BEGIN INFORMATION PROVIDED

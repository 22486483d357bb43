//! Postgres persistence for folio: connection pool, migrations, row models,
//! repositories and the [`PgProfileStore`] implementation of
//! [`folio_core::store::ProfileStore`].

use sqlx::postgres::PgPoolOptions;

pub mod models;
pub mod repositories;
pub mod store;

pub use store::PgProfileStore;

pub type DbPool = sqlx::PgPool;

/// Create a connection pool from a database URL.
pub async fn create_pool(database_url: &str) -> Result<DbPool, sqlx::Error> {
    PgPoolOptions::new()
        .max_connections(5)
        .connect(database_url)
        .await
}

/// Cheap round-trip used by the health endpoint and at startup.
pub async fn health_check(pool: &DbPool) -> Result<(), sqlx::Error> {
    sqlx::query("SELECT 1").execute(pool).await?;
    Ok(())
}

/// Apply the embedded migrations in `crates/db/migrations`.
pub async fn run_migrations(pool: &DbPool) -> Result<(), sqlx::migrate::MigrateError> {
    sqlx::migrate!("./migrations").run(pool).await
}
//! Request handlers, grouped by resource.

pub mod admin;
pub mod auth;
pub mod effects;
pub mod pages;
pub mod profile;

END INFORMATION PROVIDED

**EXERCISE**
Return the span of lines in the data above that opens at the line with "Apply the embedded" and closes at the line with "pub mod pages;", exactly, ends included, nothing else.

**TASK OUTPUT**
/// Apply the embedded migrations in `crates/db/migrations`.
pub async fn run_migrations(pool: &DbPool) -> Result<(), sqlx::migrate::MigrateError> {
    sqlx::migrate!("./migrations").run(pool).await
}
//! Request handlers, grouped by resource.

pub mod admin;
pub mod auth;
pub mod effects;
pub mod pages;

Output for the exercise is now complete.